■ EXERCISE: Which lines of the entries hold the string "solver"? Copy each one.

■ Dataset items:
********

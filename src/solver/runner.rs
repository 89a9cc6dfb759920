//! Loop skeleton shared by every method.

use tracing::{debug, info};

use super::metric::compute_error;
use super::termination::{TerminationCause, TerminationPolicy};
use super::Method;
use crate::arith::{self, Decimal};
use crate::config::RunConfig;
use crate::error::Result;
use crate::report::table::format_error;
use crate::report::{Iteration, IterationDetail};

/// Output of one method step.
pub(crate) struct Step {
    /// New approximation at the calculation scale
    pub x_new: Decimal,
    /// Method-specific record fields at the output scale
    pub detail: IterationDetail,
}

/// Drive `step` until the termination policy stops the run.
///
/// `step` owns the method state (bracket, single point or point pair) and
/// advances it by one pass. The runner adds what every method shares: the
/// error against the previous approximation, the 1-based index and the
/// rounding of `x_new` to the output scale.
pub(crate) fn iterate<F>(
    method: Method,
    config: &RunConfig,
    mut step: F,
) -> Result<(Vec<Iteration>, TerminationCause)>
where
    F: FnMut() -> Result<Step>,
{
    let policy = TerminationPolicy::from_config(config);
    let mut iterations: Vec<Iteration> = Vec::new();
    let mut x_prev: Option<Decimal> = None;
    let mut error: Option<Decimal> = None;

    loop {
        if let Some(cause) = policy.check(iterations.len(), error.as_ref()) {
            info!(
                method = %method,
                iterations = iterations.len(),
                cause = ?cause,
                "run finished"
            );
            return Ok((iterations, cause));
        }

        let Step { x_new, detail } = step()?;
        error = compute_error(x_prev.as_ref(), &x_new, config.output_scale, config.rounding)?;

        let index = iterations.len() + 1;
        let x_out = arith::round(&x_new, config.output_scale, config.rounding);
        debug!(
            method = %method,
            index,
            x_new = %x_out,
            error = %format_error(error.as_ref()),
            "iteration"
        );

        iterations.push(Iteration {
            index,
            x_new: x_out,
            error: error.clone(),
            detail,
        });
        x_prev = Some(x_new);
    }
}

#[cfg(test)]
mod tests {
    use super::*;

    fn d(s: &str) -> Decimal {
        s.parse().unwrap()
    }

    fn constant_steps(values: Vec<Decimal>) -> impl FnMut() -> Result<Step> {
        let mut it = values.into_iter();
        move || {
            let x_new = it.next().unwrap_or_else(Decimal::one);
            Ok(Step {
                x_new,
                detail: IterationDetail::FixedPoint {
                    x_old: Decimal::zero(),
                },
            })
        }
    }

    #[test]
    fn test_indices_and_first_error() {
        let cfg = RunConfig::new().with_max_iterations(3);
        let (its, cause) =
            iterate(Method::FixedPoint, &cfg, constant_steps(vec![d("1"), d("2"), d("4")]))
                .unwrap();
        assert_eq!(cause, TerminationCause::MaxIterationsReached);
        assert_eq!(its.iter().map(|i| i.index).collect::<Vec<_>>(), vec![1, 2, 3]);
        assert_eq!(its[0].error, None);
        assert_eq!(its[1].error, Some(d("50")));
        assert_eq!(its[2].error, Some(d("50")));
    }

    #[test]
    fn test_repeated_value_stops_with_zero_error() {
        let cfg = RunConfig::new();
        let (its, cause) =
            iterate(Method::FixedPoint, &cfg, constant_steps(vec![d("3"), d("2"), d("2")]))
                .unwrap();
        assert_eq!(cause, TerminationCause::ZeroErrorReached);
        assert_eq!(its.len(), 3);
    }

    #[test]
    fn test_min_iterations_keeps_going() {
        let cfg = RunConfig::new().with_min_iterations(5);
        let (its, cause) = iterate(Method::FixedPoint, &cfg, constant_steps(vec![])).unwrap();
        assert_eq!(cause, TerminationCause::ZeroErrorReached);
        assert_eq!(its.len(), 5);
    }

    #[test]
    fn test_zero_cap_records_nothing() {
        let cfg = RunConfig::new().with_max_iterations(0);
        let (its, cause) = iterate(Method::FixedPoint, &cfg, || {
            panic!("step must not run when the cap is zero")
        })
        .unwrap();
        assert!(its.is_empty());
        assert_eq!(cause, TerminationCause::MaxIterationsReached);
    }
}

********

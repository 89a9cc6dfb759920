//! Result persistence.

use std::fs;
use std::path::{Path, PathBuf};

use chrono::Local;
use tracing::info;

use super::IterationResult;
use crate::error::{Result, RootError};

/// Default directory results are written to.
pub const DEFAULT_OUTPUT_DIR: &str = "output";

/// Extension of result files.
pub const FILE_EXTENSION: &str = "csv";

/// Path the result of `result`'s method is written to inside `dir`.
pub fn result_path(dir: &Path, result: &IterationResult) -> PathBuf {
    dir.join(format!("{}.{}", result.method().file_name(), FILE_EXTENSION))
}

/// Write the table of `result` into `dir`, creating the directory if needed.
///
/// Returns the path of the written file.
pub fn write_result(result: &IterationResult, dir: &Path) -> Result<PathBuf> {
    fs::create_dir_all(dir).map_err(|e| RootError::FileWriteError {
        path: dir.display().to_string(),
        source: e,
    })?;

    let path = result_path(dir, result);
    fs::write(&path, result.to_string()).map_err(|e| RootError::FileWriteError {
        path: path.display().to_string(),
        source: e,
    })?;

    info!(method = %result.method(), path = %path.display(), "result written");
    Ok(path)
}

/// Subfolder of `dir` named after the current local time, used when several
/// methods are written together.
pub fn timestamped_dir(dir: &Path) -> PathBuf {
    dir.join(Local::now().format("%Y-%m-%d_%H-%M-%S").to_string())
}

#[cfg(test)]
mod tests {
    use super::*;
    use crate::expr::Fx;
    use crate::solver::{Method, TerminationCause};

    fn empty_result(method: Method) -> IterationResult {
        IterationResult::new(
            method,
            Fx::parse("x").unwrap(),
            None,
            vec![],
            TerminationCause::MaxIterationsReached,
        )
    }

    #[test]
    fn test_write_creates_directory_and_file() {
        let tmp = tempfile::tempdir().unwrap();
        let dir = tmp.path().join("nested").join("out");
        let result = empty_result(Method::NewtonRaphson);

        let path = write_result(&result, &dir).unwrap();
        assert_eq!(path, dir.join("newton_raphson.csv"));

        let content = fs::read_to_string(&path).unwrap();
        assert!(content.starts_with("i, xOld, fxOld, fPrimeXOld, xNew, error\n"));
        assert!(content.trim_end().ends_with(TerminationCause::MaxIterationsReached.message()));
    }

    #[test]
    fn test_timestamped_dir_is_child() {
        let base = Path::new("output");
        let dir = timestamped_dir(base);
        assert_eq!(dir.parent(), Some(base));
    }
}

********

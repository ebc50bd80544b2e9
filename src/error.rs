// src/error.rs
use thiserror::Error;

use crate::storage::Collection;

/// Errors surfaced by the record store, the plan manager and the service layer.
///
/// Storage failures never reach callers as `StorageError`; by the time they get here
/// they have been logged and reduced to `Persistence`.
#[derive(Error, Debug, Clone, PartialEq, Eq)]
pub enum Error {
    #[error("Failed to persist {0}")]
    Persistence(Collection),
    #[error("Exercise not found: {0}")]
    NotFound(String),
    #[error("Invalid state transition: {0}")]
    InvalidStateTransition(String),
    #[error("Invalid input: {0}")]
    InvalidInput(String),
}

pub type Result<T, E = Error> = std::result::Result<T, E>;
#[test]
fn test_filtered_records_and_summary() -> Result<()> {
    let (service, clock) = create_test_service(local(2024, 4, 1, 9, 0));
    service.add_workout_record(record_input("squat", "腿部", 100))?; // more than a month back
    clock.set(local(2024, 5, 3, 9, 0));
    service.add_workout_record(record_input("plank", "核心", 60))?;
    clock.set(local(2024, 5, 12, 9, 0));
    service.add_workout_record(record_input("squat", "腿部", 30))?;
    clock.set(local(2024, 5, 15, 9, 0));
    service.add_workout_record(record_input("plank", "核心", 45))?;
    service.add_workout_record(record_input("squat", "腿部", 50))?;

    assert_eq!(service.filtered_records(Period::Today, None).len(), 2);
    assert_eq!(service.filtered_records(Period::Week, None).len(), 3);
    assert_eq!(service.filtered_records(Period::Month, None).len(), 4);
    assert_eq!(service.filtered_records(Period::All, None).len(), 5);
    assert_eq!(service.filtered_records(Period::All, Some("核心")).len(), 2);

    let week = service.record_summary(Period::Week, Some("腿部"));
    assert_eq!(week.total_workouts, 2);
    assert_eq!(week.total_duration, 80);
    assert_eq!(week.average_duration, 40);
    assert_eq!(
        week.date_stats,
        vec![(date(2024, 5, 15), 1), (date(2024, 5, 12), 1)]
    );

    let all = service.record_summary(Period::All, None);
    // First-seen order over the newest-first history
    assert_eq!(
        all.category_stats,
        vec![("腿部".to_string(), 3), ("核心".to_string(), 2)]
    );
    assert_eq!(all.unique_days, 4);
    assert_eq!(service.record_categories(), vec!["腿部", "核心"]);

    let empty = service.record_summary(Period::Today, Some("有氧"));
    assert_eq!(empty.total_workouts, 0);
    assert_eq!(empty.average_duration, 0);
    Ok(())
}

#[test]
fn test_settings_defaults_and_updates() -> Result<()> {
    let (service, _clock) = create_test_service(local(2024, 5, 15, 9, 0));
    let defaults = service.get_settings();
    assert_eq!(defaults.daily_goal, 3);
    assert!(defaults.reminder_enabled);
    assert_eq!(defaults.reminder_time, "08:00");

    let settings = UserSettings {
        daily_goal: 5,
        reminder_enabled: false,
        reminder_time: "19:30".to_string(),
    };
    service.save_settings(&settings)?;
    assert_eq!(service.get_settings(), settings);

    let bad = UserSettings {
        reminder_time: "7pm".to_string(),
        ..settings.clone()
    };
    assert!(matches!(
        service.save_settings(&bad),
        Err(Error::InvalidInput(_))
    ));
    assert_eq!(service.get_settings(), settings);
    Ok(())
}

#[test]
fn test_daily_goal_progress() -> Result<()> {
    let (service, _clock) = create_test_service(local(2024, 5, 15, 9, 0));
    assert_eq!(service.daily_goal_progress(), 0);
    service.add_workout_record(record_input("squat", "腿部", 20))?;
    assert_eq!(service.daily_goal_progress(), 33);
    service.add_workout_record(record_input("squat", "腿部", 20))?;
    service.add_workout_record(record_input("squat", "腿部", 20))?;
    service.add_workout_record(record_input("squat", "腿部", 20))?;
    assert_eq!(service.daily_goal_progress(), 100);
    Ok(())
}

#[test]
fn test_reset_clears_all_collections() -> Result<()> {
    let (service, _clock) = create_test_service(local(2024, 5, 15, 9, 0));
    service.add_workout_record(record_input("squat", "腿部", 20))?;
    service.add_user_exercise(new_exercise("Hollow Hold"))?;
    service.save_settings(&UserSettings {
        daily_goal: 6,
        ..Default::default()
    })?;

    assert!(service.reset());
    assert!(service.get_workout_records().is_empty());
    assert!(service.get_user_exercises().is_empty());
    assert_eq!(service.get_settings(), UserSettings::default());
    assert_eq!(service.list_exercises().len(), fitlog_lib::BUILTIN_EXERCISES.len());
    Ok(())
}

********

■ ANSWER SECTION:
filename src/solver/runner.rs
    use crate::solver::{Method, TerminationCause};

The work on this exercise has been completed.